I have specified win8_logo_small.png for the "Small logo" in the Package.appxmanifest setting of my Windows 8 Store project. When I create a store package, I get this warning:

C:\Program Files (x86)\MSBuild\Microsoft\VisualStudio\v11.0\AppxPackage\Microsoft.AppXPackage.Targets(1052,9):
warning APPX1621: A mixture of images matching logical name 'win8_logo_small.png' exists
in this project with and without the "scale" or "targetsize" qualifier specified.
For predictable runtime behavior, explicitly specify the scale or target size
in each image asset's file name.

Although this is a mere warning, I'd like to know what Microsoft wants me to do about it because the names for the image scale variants are auto-generated:

win8_logo_small.scale-80.png
win8_logo_small.scale-100.png
...
win8_logo_small.targetsize-16.png
win8_logo_small.targetsize-32.png

If I rename the xxx.targetsize files to something like xxx.scale-###.png and add it to the project, Visual Studio automatically copies the file to a xxx.targetsize-##.png!

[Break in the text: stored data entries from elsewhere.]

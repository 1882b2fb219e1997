//! Read File Tool

use agent_core::{ParameterSchema, ToolError, ToolSchema};
use serde::Deserialize;

use crate::error::FileToolError;

pub const NAME: &str = "read_file";

#[derive(Debug, Deserialize)]
pub struct ReadFileInput {
    pub path: String,
}

pub fn schema() -> ToolSchema {
    ToolSchema {
        name: NAME.into(),
        description: "Read the contents of a given relative file path. Use this when you want \
                      to see what's inside a file. Do not use this with directory names."
            .into(),
        parameters: vec![ParameterSchema::required(
            "path",
            "The relative path of a file in the working directory.",
        )],
    }
}

pub async fn read_file(input: &serde_json::Value) -> Result<String, ToolError> {
    let input: ReadFileInput = serde_json::from_value(input.clone())?;
    if input.path.is_empty() {
        return Err(ToolError::InvalidInput);
    }

    // Directories are not special-cased; the OS read error is reported as-is.
    let content = tokio::fs::read_to_string(&input.path)
        .await
        .map_err(|source| FileToolError::Read {
            path: input.path.clone(),
            source,
        })?;

    tracing::debug!(path = %input.path, bytes = content.len(), "Read file");
    Ok(content)
}
//! Conversation Messages
//!
//! Turns and content blocks exchanged with the model. The whole conversation
//! is replayed on every request, so it only ever grows.

use serde::{Deserialize, Serialize};
use chrono::{DateTime, Utc};

/// Role of a turn's author
#[derive(Clone, Copy, Debug, PartialEq, Eq, Serialize, Deserialize)]
#[serde(rename_all = "lowercase")]
pub enum Role {
    /// User input, including batches of tool results
    User,
    /// Assistant (LLM) response
    Assistant,
}

impl std::fmt::Display for Role {
    fn fmt(&self, f: &mut std::fmt::Formatter<'_>) -> std::fmt::Result {
        match self {
            Role::User => write!(f, "user"),
            Role::Assistant => write!(f, "assistant"),
        }
    }
}

/// A typed unit inside a turn
#[derive(Clone, Debug, PartialEq, Serialize, Deserialize)]
#[serde(tag = "type", rename_all = "snake_case")]
pub enum ContentBlock {
    /// Plain text
    Text { text: String },

    /// The model asks for a tool to be run
    ToolUse {
        id: String,
        name: String,
        input: serde_json::Value,
    },

    /// Outcome of a tool run, answering the `ToolUse` with the same id
    ToolResult {
        tool_use_id: String,
        content: String,
        is_error: bool,
    },
}

impl ContentBlock {
    pub fn text(text: impl Into<String>) -> Self {
        ContentBlock::Text { text: text.into() }
    }

    pub fn is_tool_use(&self) -> bool {
        matches!(self, ContentBlock::ToolUse { .. })
    }
}

/// One entry in the conversation
#[derive(Clone, Debug, Serialize, Deserialize)]
pub struct ConversationTurn {
    /// Author of the turn
    pub role: Role,

    /// Ordered content blocks
    pub content: Vec<ContentBlock>,

    /// Timestamp
    #[serde(default = "Utc::now")]
    pub timestamp: DateTime<Utc>,
}

impl ConversationTurn {
    /// Create a new turn
    pub fn new(role: Role, content: Vec<ContentBlock>) -> Self {
        Self {
            role,
            content,
            timestamp: Utc::now(),
        }
    }

    /// A user turn holding a single line of input, trailing newline stripped
    pub fn user_text(line: &str) -> Self {
        let text = line.trim_end_matches(['\n', '\r']);
        Self::new(Role::User, vec![ContentBlock::text(text)])
    }

    /// An assistant turn
    pub fn assistant(content: Vec<ContentBlock>) -> Self {
        Self::new(Role::Assistant, content)
    }

    /// A user turn carrying a batch of tool results
    pub fn tool_results(results: Vec<ContentBlock>) -> Self {
        Self::new(Role::User, results)
    }

    /// Text blocks in order
    pub fn texts(&self) -> impl Iterator<Item = &str> {
        self.content.iter().filter_map(|b| match b {
            ContentBlock::Text { text } => Some(text.as_str()),
            _ => None,
        })
    }

    /// Number of tool-use blocks
    pub fn tool_use_count(&self) -> usize {
        self.content.iter().filter(|b| b.is_tool_use()).count()
    }
}

/// Append-only conversation history
#[derive(Clone, Debug, Default, Serialize, Deserialize)]
pub struct Conversation {
    turns: Vec<ConversationTurn>,
}

impl Conversation {
    pub fn new() -> Self {
        Self::default()
    }

    /// Append a turn
    pub fn push(&mut self, turn: ConversationTurn) {
        self.turns.push(turn);
    }

    /// All turns, oldest first
    pub fn turns(&self) -> &[ConversationTurn] {
        &self.turns
    }

    /// Get the last turn
    pub fn last(&self) -> Option<&ConversationTurn> {
        self.turns.last()
    }

    pub fn len(&self) -> usize {
        self.turns.len()
    }

    pub fn is_empty(&self) -> bool {
        self.turns.is_empty()
    }
}
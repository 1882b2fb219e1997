//! Error Types for File Tools

use agent_core::ToolError;
use thiserror::Error;

#[derive(Error, Debug)]
pub enum FileToolError {
    #[error("directory not found: {0}")]
    DirectoryNotFound(String),

    #[error("not a directory: {0}")]
    NotADirectory(String),

    #[error("file not found")]
    FileNotFound,

    #[error("old_str not found in file")]
    OldStrNotFound,

    #[error("failed to read {path}: {source}")]
    Read {
        path: String,
        source: std::io::Error,
    },

    #[error("failed to list {path}: {source}")]
    Walk {
        path: String,
        source: walkdir::Error,
    },
}

impl From<FileToolError> for ToolError {
    fn from(err: FileToolError) -> Self {
        ToolError::failed(err)
    }
}
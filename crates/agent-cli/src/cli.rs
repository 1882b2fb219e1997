//! Command-line Arguments

use agent_core::provider::DEFAULT_MODEL;
use clap::Parser;

/// Chat with an LLM that can list, read and edit files in the current directory
#[derive(Debug, Parser)]
#[command(name = "fs-agent", version)]
pub struct Args {
    /// Model identifier understood by the endpoint
    #[arg(long, env = "FS_AGENT_MODEL", default_value = DEFAULT_MODEL)]
    pub model: String,

    /// Maximum tokens per model reply
    #[arg(long, env = "FS_AGENT_MAX_TOKENS", default_value_t = 1024)]
    pub max_tokens: u32,

    /// OpenAI-compatible API base URL
    #[arg(long, env = "OPEN_ROUTER_BASE_URL")]
    pub base_url: Option<String>,

    /// System prompt sent ahead of the conversation
    #[arg(long, env = "FS_AGENT_SYSTEM_PROMPT")]
    pub system_prompt: Option<String>,

    /// Run these inputs in order instead of reading stdin, then exit
    #[arg(short = 'p', long = "prompt")]
    pub prompts: Vec<String>,
}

Is this something that can be solved? Does it need solving or is it just a bug in the Windows RT package compiler?

回答1:

The scale and targetsize images should be mutually exclusive. From How to name resources using qualifiers

The targetsize qualifier can specify resources at a particular size (in pixels). It is primarily used to specify file type association icons or protocol icons shown in the desktop Windows Explorer. This qualifier is typically used for square images or icons and specifies only a single image dimension. The system or app requesting the resource (ResourceContext.QualifierValues) must explicitly specify a targetsize. There is no default. If you use the targetsize qualifier on a resource, you should not use the scale qualifier.

Visual Studio could be a bit more clear about this, agreed, since the app manifest UI implies you could/should supply all of them.